Brief: Output the lines below exactly, please, from the first line until the line with "order, after anything", counting both.

Recorded information:
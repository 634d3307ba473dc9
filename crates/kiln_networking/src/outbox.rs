//! Reply handle passed to data callbacks.

use kiln_core::ByteBuffer;

/// Write access to one connection's outbound buffer.
///
/// Bytes queued here go out on the next pump, in order, after anything
/// already pending. Writes are all-or-nothing: a payload that does not fit
/// in the free space is refused whole.
pub struct Outbox<'a> {
    buffer: &'a mut ByteBuffer,
}

impl<'a> Outbox<'a> {
    pub(crate) fn new(buffer: &'a mut ByteBuffer) -> Self {
        Self { buffer }
    }

    /// Queues `data`; returns false, queueing nothing, if it does not fit.
    pub fn send(&mut self, data: &[u8]) -> bool {
        self.buffer.write(data)
    }

    /// Returns how many more bytes can be queued.
    #[inline]
    #[must_use]
    pub fn free(&self) -> usize {
        self.buffer.free()
    }

    /// Returns how many bytes are waiting to be sent.
    #[inline]
    #[must_use]
    pub fn pending(&self) -> usize {
        self.buffer.used()
    }
}
#![doc = include_str!("../../README.md")]
//! Crate-specific API surface for `stql-diesel`.

pub mod expression_methods;
pub mod functions;
pub mod prelude;
pub mod types;

pub use expression_methods::GeometryExpressionMethods;
pub use types::{Geography, Geometry, GeometryValue};
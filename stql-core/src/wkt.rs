//! EWKT reading and (E)WKT formatting.
//!
//! The reader accepts both PostGIS EWKT (`SRID=4326;POINTM(1 2 3)`) and
//! ISO WKT (`POINT ZM (1 2 3 4)`). Untagged coordinates with three or four
//! ordinates are read as Z and ZM, matching how PostGIS parses them.
//!
//! Both writers run geozero's `WktWriter` and then add the dimension tags
//! it leaves out: [`Geometry::to_wkt`] follows `ST_AsText` (ISO tags, no
//! SRID) and [`Geometry::to_ewkt`] follows `ST_AsEWKT`.

use std::fmt;
use std::str::FromStr;

use geozero::wkt::{Wkt, WktDialect};
use geozero::{CoordDimensions, GeozeroGeometry, ToWkt};

use crate::builder::ShapeBuilder;
use crate::error::{Result, StqlError};
use crate::geometry::{Dimensions, Geometry};

const KEYWORDS: &[&str] = &[
    "POINT",
    "LINESTRING",
    "POLYGON",
    "MULTIPOINT",
    "MULTILINESTRING",
    "MULTIPOLYGON",
    "GEOMETRYCOLLECTION",
];

/// Parse EWKT or WKT text into a [`Geometry`].
///
/// ```
/// use stql_core::wkt::parse_ewkt;
/// use stql_core::Dimensions;
///
/// let g = parse_ewkt("SRID=4326;POINTM(1 2 3)").unwrap();
/// assert_eq!(g.srid(), Some(4326));
/// assert_eq!(g.dims(), Dimensions::XYM);
/// ```
pub fn parse_ewkt(text: &str) -> Result<Geometry> {
    let (srid, body) = split_srid(text.trim())?;
    let normalized = normalize_tags(body);

    let mut builder = ShapeBuilder::default();
    Wkt(normalized.as_bytes())
        .process_geom(&mut builder)
        .map_err(|e| StqlError::InvalidEwkt(format!("{e} in {body:?}")))?;
    let built = builder.finish()?;
    let dims = built.dims.unwrap_or_else(|| declared_dims(&normalized));
    Ok(Geometry::from_parts(built.shape, dims, srid))
}

fn split_srid(text: &str) -> Result<(Option<i32>, &str)> {
    let has_prefix = text
        .get(..5)
        .is_some_and(|head| head.eq_ignore_ascii_case("SRID="));
    if !has_prefix {
        return Ok((None, text));
    }
    let (number, body) = text[5..]
        .split_once(';')
        .ok_or_else(|| StqlError::InvalidEwkt("SRID prefix without ';'".into()))?;
    let srid = number
        .trim()
        .parse::<i32>()
        .map_err(|_| StqlError::InvalidEwkt(format!("invalid SRID {number:?}")))?;
    Ok((Some(srid), body.trim_start()))
}

/// Ordinate count of the first coordinate tuple, if any.
fn first_tuple_width(text: &str) -> Option<usize> {
    let start = text.find(|c: char| c.is_ascii_digit() || matches!(c, '-' | '+' | '.'))?;
    let rest = &text[start..];
    let end = rest.find([',', ')']).unwrap_or(rest.len());
    Some(rest[..end].split_whitespace().count())
}

/// True when a PostGIS-style `M` suffix (`POINTM`) appears anywhere.
fn has_m_suffix(upper: &str) -> bool {
    KEYWORDS.iter().any(|k| {
        upper.match_indices(k).any(|(i, _)| {
            let tail = &upper[i + k.len()..];
            tail.starts_with('M') && !tail.starts_with("MULTI")
        })
    })
}

/// Rewrite every type keyword so it carries an explicit ISO dimension tag.
///
/// `POINTM(..)` becomes `POINT M (..)`; untagged keywords get the tag
/// implied by the width of the first coordinate tuple.
fn normalize_tags(text: &str) -> String {
    let measured = has_m_suffix(&text.to_ascii_uppercase());
    let implied = match first_tuple_width(text) {
        Some(3) if measured => Some("M"),
        Some(3) => Some("Z"),
        Some(4) => Some("ZM"),
        _ => None,
    };

    let mut out = String::with_capacity(text.len() + 8);
    let mut rest = text;
    while let Some(start) = rest.find(|c: char| c.is_ascii_alphabetic()) {
        out.push_str(&rest[..start]);
        let word_len = rest[start..]
            .find(|c: char| !c.is_ascii_alphabetic())
            .unwrap_or(rest.len() - start);
        let word = rest[start..start + word_len].to_ascii_uppercase();
        rest = &rest[start + word_len..];

        if KEYWORDS.contains(&word.as_str()) {
            out.push_str(&word);
            let after = rest.trim_start();
            let next_len = after
                .find(|c: char| !c.is_ascii_alphabetic())
                .unwrap_or(after.len());
            let next = after[..next_len].to_ascii_uppercase();
            if matches!(next.as_str(), "Z" | "M" | "ZM") {
                out.push(' ');
                out.push_str(&next);
                rest = &after[next_len..];
            } else if let Some(tag) = implied {
                out.push(' ');
                out.push_str(tag);
            }
        } else if let Some(stem) = word
            .strip_suffix('M')
            .filter(|stem| KEYWORDS.contains(stem))
        {
            out.push_str(stem);
            out.push_str(" M");
        } else {
            out.push_str(&word);
        }
    }
    out.push_str(rest);
    out
}

/// Dimensions named by the first tag of normalized text, for empty inputs.
fn declared_dims(normalized: &str) -> Dimensions {
    let tag = normalized
        .split_whitespace()
        .nth(1)
        .unwrap_or_default()
        .trim_end_matches('(');
    match tag {
        "Z" => Dimensions::XYZ,
        "M" => Dimensions::XYM,
        "ZM" => Dimensions::XYZM,
        _ => Dimensions::XY,
    }
}

// ── writers ───────────────────────────────────────────────────────────────────

#[derive(Clone, Copy, PartialEq, Eq)]
enum Flavor {
    /// `POINT Z (1 2 3)`
    Iso,
    /// `POINTM(1 2 3)`
    Ewkt,
}

/// Add PostGIS dimension tags to geozero's untagged WKT.
///
/// geozero writes `POINT(1 2 3)` for both XYZ and XYM, and an empty point
/// as `POINT(EMPTY)`. Every type keyword gets the tag for `dims`, and the
/// empty point collapses to `POINT EMPTY`.
fn tag_dimensions(body: &str, dims: Dimensions, flavor: Flavor) -> String {
    let tag = match (flavor, dims.has_z, dims.has_m) {
        (Flavor::Iso, true, true) => " ZM",
        (Flavor::Iso, true, false) => " Z",
        (Flavor::Iso, false, true) => " M",
        (Flavor::Ewkt, false, true) => "M",
        _ => "",
    };

    let mut out = String::with_capacity(body.len() + 16);
    let mut rest = body;
    while let Some(start) = rest.find(|c: char| c.is_ascii_alphabetic()) {
        out.push_str(&rest[..start]);
        let len = rest[start..]
            .find(|c: char| !c.is_ascii_alphabetic())
            .unwrap_or(rest.len() - start);
        let word = &rest[start..start + len];
        rest = &rest[start + len..];
        out.push_str(word);
        if !KEYWORDS.contains(&word) {
            continue;
        }

        out.push_str(tag);
        if let Some(after) = rest.strip_prefix("(EMPTY)") {
            out.push_str(" EMPTY");
            rest = after;
        } else if flavor == Flavor::Iso && !tag.is_empty() && rest.starts_with('(') {
            out.push(' ');
        }
    }
    out.push_str(rest);
    out
}

impl Geometry {
    /// ISO WKT without SRID, as `ST_AsText` prints it.
    ///
    /// Ordinates use Rust's shortest round-trip decimal form, so large or
    /// tiny values are spelled out (`100000000000000000000`) where PostGIS
    /// prints `1e+20`. Both forms parse back to the same value.
    ///
    /// ```
    /// let g: stql_core::Geometry = "SRID=4326;POINT(-70.01 42.37)".parse().unwrap();
    /// assert_eq!(g.to_wkt().unwrap(), "POINT(-70.01 42.37)");
    /// ```
    pub fn to_wkt(&self) -> Result<String> {
        let body = self.to_wkt_with_opts(WktDialect::Wkt, CoordDimensions::xyzm(), None)?;
        Ok(tag_dimensions(&body, self.dims(), Flavor::Iso))
    }

    /// PostGIS EWKT, as `ST_AsEWKT` prints it.
    pub fn to_ewkt(&self) -> Result<String> {
        let body =
            self.to_wkt_with_opts(WktDialect::Ewkt, CoordDimensions::xyzm(), self.srid())?;
        Ok(tag_dimensions(&body, self.dims(), Flavor::Ewkt))
    }
}

impl fmt::Display for Geometry {
    fn fmt(&self, f: &mut fmt::Formatter<'_>) -> fmt::Result {
        f.write_str(&self.to_ewkt().map_err(|_| fmt::Error)?)
    }
}

impl FromStr for Geometry {
    type Err = StqlError;

    fn from_str(s: &str) -> Result<Self> {
        parse_ewkt(s)
    }
}
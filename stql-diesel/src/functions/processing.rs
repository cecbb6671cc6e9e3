use crate::types::Geometry;
use diesel::sql_types::Nullable;

diesel::define_sql_function! {
    /// Geometric center of mass.
    fn st_centroid(geom: Nullable<Geometry>) -> Nullable<Geometry>;
}

diesel::define_sql_function! {
    /// Smallest convex geometry enclosing the input.
    fn st_convexhull(geom: Nullable<Geometry>) -> Nullable<Geometry>;
}

diesel::define_sql_function! {
    /// Part of `a` that does not intersect `b`.
    fn st_difference(a: Nullable<Geometry>, b: Nullable<Geometry>) -> Nullable<Geometry>;
}

diesel::define_sql_function! {
    /// Point-set union of two geometries.
    fn st_union(a: Nullable<Geometry>, b: Nullable<Geometry>) -> Nullable<Geometry>;
}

Answer section:
repository 634d3307ba473dc9
filename crates/kiln_networking/src/outbox.rs
//! Reply handle passed to data callbacks.

use kiln_core::ByteBuffer;

/// Write access to one connection's outbound buffer.
///
/// Bytes queued here go out on the next pump, in order, after anything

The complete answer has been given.